[DATA FOR PROCESSING]
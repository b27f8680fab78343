//! Category taxonomy and category-membership resolution.
//!
//! Locations carry a single category id, usually a leaf. Filters may select
//! any node of the hierarchy, and selecting a node implicitly selects its
//! whole subtree.

use crate::core::constants::ALL_CATEGORIES;
use fxhash::FxHashSet;
use serde::{Deserialize, Deserializer, Serialize, Serializer};
use std::fmt;

/// A node of the category taxonomy
#[derive(Debug, Clone, PartialEq, Eq, Serialize, Deserialize)]
pub struct Category {
    pub id: String,
    pub name: String,
    /// Display color, e.g. `#22c55e`. Subcategories may omit it.
    #[serde(default)]
    pub color: String,
    #[serde(default, skip_serializing_if = "Vec::is_empty")]
    pub subcategories: Vec<Category>,
}

impl Category {
    pub fn new(id: impl Into<String>, name: impl Into<String>, color: impl Into<String>) -> Self {
        Self {
            id: id.into(),
            name: name.into(),
            color: color.into(),
            subcategories: Vec::new(),
        }
    }

    pub fn with_subcategories(mut self, subcategories: Vec<Category>) -> Self {
        self.subcategories = subcategories;
        self
    }

    pub fn is_leaf(&self) -> bool {
        self.subcategories.is_empty()
    }

    /// Pushes this node's id and every descendant id, pre-order
    fn collect_ids(&self, out: &mut FxHashSet<String>) {
        out.insert(self.id.clone());
        for child in &self.subcategories {
            child.collect_ids(out);
        }
    }

    /// This node's id followed by all descendant ids, pre-order
    pub fn subtree_ids(&self) -> FxHashSet<String> {
        let mut ids = FxHashSet::default();
        self.collect_ids(&mut ids);
        ids
    }
}

/// The category filter currently applied to the map.
///
/// Three states on purpose: `All` shows everything, `None` (a filter that
/// was toggled off) shows nothing, `Id` shows one subtree.
#[derive(Debug, Clone, PartialEq, Eq, Hash, Default)]
pub enum CategoryFilter {
    #[default]
    All,
    None,
    Id(String),
}

impl CategoryFilter {
    /// Maps the wire representation: `"all"`, `null`, or a category id
    pub fn from_option(value: Option<&str>) -> Self {
        match value {
            Some(ALL_CATEGORIES) => Self::All,
            Some(id) => Self::Id(id.to_string()),
            None => Self::None,
        }
    }

    pub fn as_option(&self) -> Option<&str> {
        match self {
            Self::All => Some(ALL_CATEGORIES),
            Self::None => None,
            Self::Id(id) => Some(id.as_str()),
        }
    }

    pub fn id(id: impl Into<String>) -> Self {
        let id = id.into();
        if id == ALL_CATEGORIES {
            Self::All
        } else {
            Self::Id(id)
        }
    }
}

impl fmt::Display for CategoryFilter {
    fn fmt(&self, f: &mut fmt::Formatter<'_>) -> fmt::Result {
        match self {
            Self::All => write!(f, "{}", ALL_CATEGORIES),
            Self::None => write!(f, "none"),
            Self::Id(id) => write!(f, "{}", id),
        }
    }
}

impl Serialize for CategoryFilter {
    fn serialize<S: Serializer>(&self, serializer: S) -> Result<S::Ok, S::Error> {
        self.as_option().serialize(serializer)
    }
}

impl<'de> Deserialize<'de> for CategoryFilter {
    fn deserialize<D: Deserializer<'de>>(deserializer: D) -> Result<Self, D::Error> {
        let value = Option::<String>::deserialize(deserializer)?;
        Ok(Self::from_option(value.as_deref()))
    }
}

/// The set of category ids a filter resolves to
#[derive(Debug, Clone, PartialEq, Eq)]
pub enum CategoryMatch {
    Everything,
    Nothing,
    Ids(FxHashSet<String>),
}

impl CategoryMatch {
    pub fn contains(&self, category_id: &str) -> bool {
        match self {
            Self::Everything => true,
            Self::Nothing => false,
            Self::Ids(ids) => ids.contains(category_id),
        }
    }
}

/// Immutable category taxonomy loaded once per session
#[derive(Debug, Clone, Default, PartialEq, Eq, Serialize, Deserialize)]
#[serde(transparent)]
pub struct CategoryTree {
    roots: Vec<Category>,
}

impl CategoryTree {
    pub fn new(roots: Vec<Category>) -> Self {
        Self { roots }
    }

    pub fn roots(&self) -> &[Category] {
        &self.roots
    }

    pub fn is_empty(&self) -> bool {
        self.roots.is_empty()
    }

    /// Depth-first, pre-order lookup; the first node with `id` wins
    pub fn find(&self, id: &str) -> Option<&Category> {
        find_in(&self.roots, id)
    }

    /// The chain of nodes from a root down to `id`, inclusive
    pub fn path_to(&self, id: &str) -> Vec<&Category> {
        let mut path = Vec::new();
        if path_in(&self.roots, id, &mut path) {
            path
        } else {
            Vec::new()
        }
    }

    /// Materializes the ids matched by `filter`. Unknown ids match nothing.
    pub fn resolve(&self, filter: &CategoryFilter) -> CategoryMatch {
        match filter {
            CategoryFilter::All => CategoryMatch::Everything,
            CategoryFilter::None => CategoryMatch::Nothing,
            CategoryFilter::Id(id) => match self.find(id) {
                Some(node) => CategoryMatch::Ids(node.subtree_ids()),
                None => {
                    log::debug!("category filter {} not found in tree", id);
                    CategoryMatch::Nothing
                }
            },
        }
    }

    pub fn is_in_selected_category(&self, feature_category_id: &str, selected: &CategoryFilter) -> bool {
        is_in_selected_category(&self.roots, feature_category_id, selected.as_option())
    }
}

impl From<Vec<Category>> for CategoryTree {
    fn from(roots: Vec<Category>) -> Self {
        Self::new(roots)
    }
}

fn find_in<'a>(nodes: &'a [Category], id: &str) -> Option<&'a Category> {
    for node in nodes {
        if node.id == id {
            return Some(node);
        }
        if let Some(found) = find_in(&node.subcategories, id) {
            return Some(found);
        }
    }
    None
}

fn path_in<'a>(nodes: &'a [Category], id: &str, path: &mut Vec<&'a Category>) -> bool {
    for node in nodes {
        path.push(node);
        if node.id == id || path_in(&node.subcategories, id, path) {
            return true;
        }
        path.pop();
    }
    false
}

/// Whether a location tagged `feature_category_id` passes the filter
/// `selected_category_id` (`Some("all")`, `None`, or a category id).
pub fn is_in_selected_category(
    categories: &[Category],
    feature_category_id: &str,
    selected_category_id: Option<&str>,
) -> bool {
    match selected_category_id {
        Some(ALL_CATEGORIES) => true,
        None => false,
        Some(selected) => find_in(categories, selected)
            .map(|node| node.subtree_ids().contains(feature_category_id))
            .unwrap_or(false),
    }
}
impl MapViewController {
    pub fn new(config: &AppConfig, size: Point) -> Self {
        let mut viewport = Viewport::new(config.view.center(), config.view.zoom, size);
        viewport.set_zoom_limits(config.view.min_zoom, config.view.max_zoom);

        Self {
            camera_config: config.camera.clone(),
            viewport,
            camera: None,
            categories: CategoryTree::default(),
            locations: Vec::new(),
            filter: CategoryFilter::All,
            matched: CategoryMatch::Everything,
            filtered: Vec::new(),
            selected: None,
            pulsating: None,
            popup_open: None,
            pending_popup: None,
            effects: Vec::new(),
        }
    }

    /// Replaces the loaded data and recomputes the visible set
    pub fn set_data(&mut self, data: MapData) {
        self.categories = data.categories;
        self.locations = data.locations.features;
        self.refilter();
    }

    pub fn categories(&self) -> &CategoryTree {
        &self.categories
    }

    pub fn all_locations(&self) -> &[LocationFeature] {
        &self.locations
    }

    pub fn filter(&self) -> &CategoryFilter {
        &self.filter
    }

    /// Applies a new category filter.
    ///
    /// Any change dismisses the current selection, whether or not the
    /// selected location still passes the new filter. Returns `false` when
    /// `filter` is already active.
    pub fn set_category(&mut self, filter: CategoryFilter) -> bool {
        if self.filter == filter {
            return false;
        }
        log::debug!("filter changed {} -> {}", self.filter, filter);
        self.filter = filter;
        self.dismiss();
        self.refilter();
        true
    }

    fn refilter(&mut self) {
        self.matched = self.categories.resolve(&self.filter);
        let matched = &self.matched;
        self.filtered = self
            .locations
            .iter()
            .filter(|f| matched.contains(f.category()))
            .cloned()
            .collect();
        log::debug!(
            "{} of {} locations pass filter {}",
            self.filtered.len(),
            self.locations.len(),
            self.filter
        );
    }

    /// Locations passing the active filter, in data order
    pub fn filtered_locations(&self) -> &[LocationFeature] {
        &self.filtered
    }

    /// One marker per filtered location
    pub fn visible_markers(&self) -> Vec<Marker> {
        self.filtered
            .iter()
            .map(|feature| {
                let mut marker = Marker::for_feature(feature, &self.categories);
                marker.pulsating = self.pulsating.as_deref() == Some(feature.id());
                marker.popup_open = self.popup_open.as_deref() == Some(feature.id());
                marker
            })
            .collect()
    }

    pub fn empty_notice(&self) -> Option<&'static str> {
        if self.filtered.is_empty() {
            Some(EMPTY_NOTICE)
        } else {
            None
        }
    }

    pub fn selected_feature(&self) -> Option<&LocationFeature> {
        self.selected.as_ref()
    }

    pub fn pulsating_id(&self) -> Option<&str> {
        self.pulsating.as_deref()
    }

    pub fn open_popup_id(&self) -> Option<&str> {
        self.popup_open.as_deref()
    }

    pub fn viewport(&self) -> &Viewport {
        &self.viewport
    }

    /// A location was committed from the search box.
    ///
    /// Selects it, starts the camera move and defers the popup until the
    /// camera has settled.
    pub fn select_from_search(&mut self, feature: &LocationFeature, now: Instant) {
        log::debug!("search selection {}", feature.id());
        self.close_popup();
        self.pulsating = None;
        self.selected = Some(feature.clone());

        let target = CameraFrame {
            center: feature.position(),
            zoom: self.camera_config.selection_zoom,
        };
        self.effects.push(ViewEffect::CameraMove {
            feature_id: feature.id().to_string(),
            center: target.center,
            zoom: target.zoom,
        });

        let trigger = if self.camera_config.enable_transitions {
            let from = CameraFrame {
                center: self.viewport.center,
                zoom: self.viewport.zoom,
            };
            let mut transition = Transition::new(
                TransitionType::FlyTo,
                from,
                target,
                self.camera_config.fly_duration(),
            )
            .with_easing(self.camera_config.easing);
            transition.start(now);
            self.camera = Some(transition);
            PopupTrigger::CameraSettled
        } else {
            self.camera = None;
            self.viewport.set_view(target.center, target.zoom);
            PopupTrigger::After(self.camera_config.popup_delay())
        };

        self.pending_popup = Some(PendingPopup {
            feature_id: feature.id().to_string(),
            issued_at: now,
            trigger,
        });
    }

    /// A marker was clicked: select it and open its popup right away
    pub fn click_marker(&mut self, feature_id: &str) -> bool {
        let Some(feature) = self.filtered.iter().find(|f| f.id() == feature_id).cloned() else {
            return false;
        };
        log::debug!("marker clicked {}", feature_id);

        self.pending_popup = None;
        if self.popup_open.as_deref() != Some(feature_id) {
            self.close_popup();
            self.open_popup(feature_id);
        }
        self.pulsating = Some(feature_id.to_string());
        self.selected = Some(feature);
        true
    }

    /// Explicit close of the detail view
    pub fn close(&mut self) {
        if self.selected.is_some() {
            log::debug!("detail view closed");
        }
        self.dismiss();
    }

    fn dismiss(&mut self) {
        self.close_popup();
        self.selected = None;
        self.pulsating = None;
        self.pending_popup = None;
    }

    fn open_popup(&mut self, feature_id: &str) {
        self.popup_open = Some(feature_id.to_string());
        self.effects.push(ViewEffect::OpenPopup {
            feature_id: feature_id.to_string(),
        });
    }

    fn close_popup(&mut self) {
        if let Some(feature_id) = self.popup_open.take() {
            self.effects.push(ViewEffect::ClosePopup { feature_id });
        }
    }

    /// Id of the topmost marker under a container pixel
    pub fn marker_at(&self, pixel: &Point) -> Option<String> {
        // Later markers draw on top
        self.visible_markers()
            .into_iter()
            .rev()
            .find(|m| m.hit_test(&self.viewport, pixel))
            .map(|m| m.feature_id)
    }

    /// Applies a pointer or keyboard event on the map canvas.
    ///
    /// Returns whether anything visible changed.
    pub fn handle_input(&mut self, event: &InputEvent) -> bool {
        match event {
            InputEvent::Click { position } => match self.marker_at(position) {
                Some(id) => self.click_marker(&id),
                None => false,
            },
            InputEvent::Drag { delta } => {
                self.stop_camera();
                self.viewport.pan(*delta);
                true
            }
            InputEvent::Scroll { delta, position } => {
                if *delta == 0.0 {
                    return false;
                }
                self.stop_camera();
                let zoom = self.viewport.zoom + delta.signum();
                self.viewport.zoom_to(zoom, Some(*position));
                true
            }
            InputEvent::KeyPress { key } => {
                let step = match key {
                    KeyCode::Plus => 1.0,
                    KeyCode::Minus => -1.0,
                    _ => return false,
                };
                self.stop_camera();
                let zoom = self.viewport.zoom + step;
                self.viewport.zoom_to(zoom, None);
                true
            }
            InputEvent::Resize { size } => {
                self.viewport.set_size(*size);
                true
            }
        }
    }

    fn stop_camera(&mut self) {
        if let Some(mut transition) = self.camera.take() {
            transition.cancel();
            log::debug!("camera transition interrupted");
        }
    }

    /// Advances the camera and fires a deferred popup once it is due.
    ///
    /// Returns whether another frame is needed.
    pub fn tick(&mut self, now: Instant) -> bool {
        if let Some(transition) = self.camera.as_mut() {
            if let Some(frame) = transition.update(now) {
                self.viewport.set_view(frame.center, frame.zoom);
            }
            if transition.is_complete() {
                log::debug!("camera settled at zoom {:.1}", self.viewport.zoom);
            }
            if transition.is_finished() {
                self.camera = None;
            }
        }

        let due = match &self.pending_popup {
            Some(pending) => match pending.trigger {
                PopupTrigger::CameraSettled => self.camera.is_none(),
                PopupTrigger::After(delay) => {
                    now.saturating_duration_since(pending.issued_at) >= delay
                }
            },
            None => false,
        };

        if due {
            if let Some(pending) = self.pending_popup.take() {
                self.open_popup(&pending.feature_id);
                self.pulsating = Some(pending.feature_id);
            }
        }

        self.is_animating()
    }

    pub fn is_animating(&self) -> bool {
        self.camera.is_some() || self.pending_popup.is_some()
    }

    /// Effects issued since the last drain, oldest first.
    ///
    /// The controller has already applied each one to its own state by the
    /// time it is drained; the log tells the renderer what changed.
    pub fn drain_effects(&mut self) -> Vec<ViewEffect> {
        std::mem::take(&mut self.effects)
    }
}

[EXERCISE REQUIREMENTS] Please report the number of lines in the data that include the word "first", and add no other text.

[RESULT BELOW] 2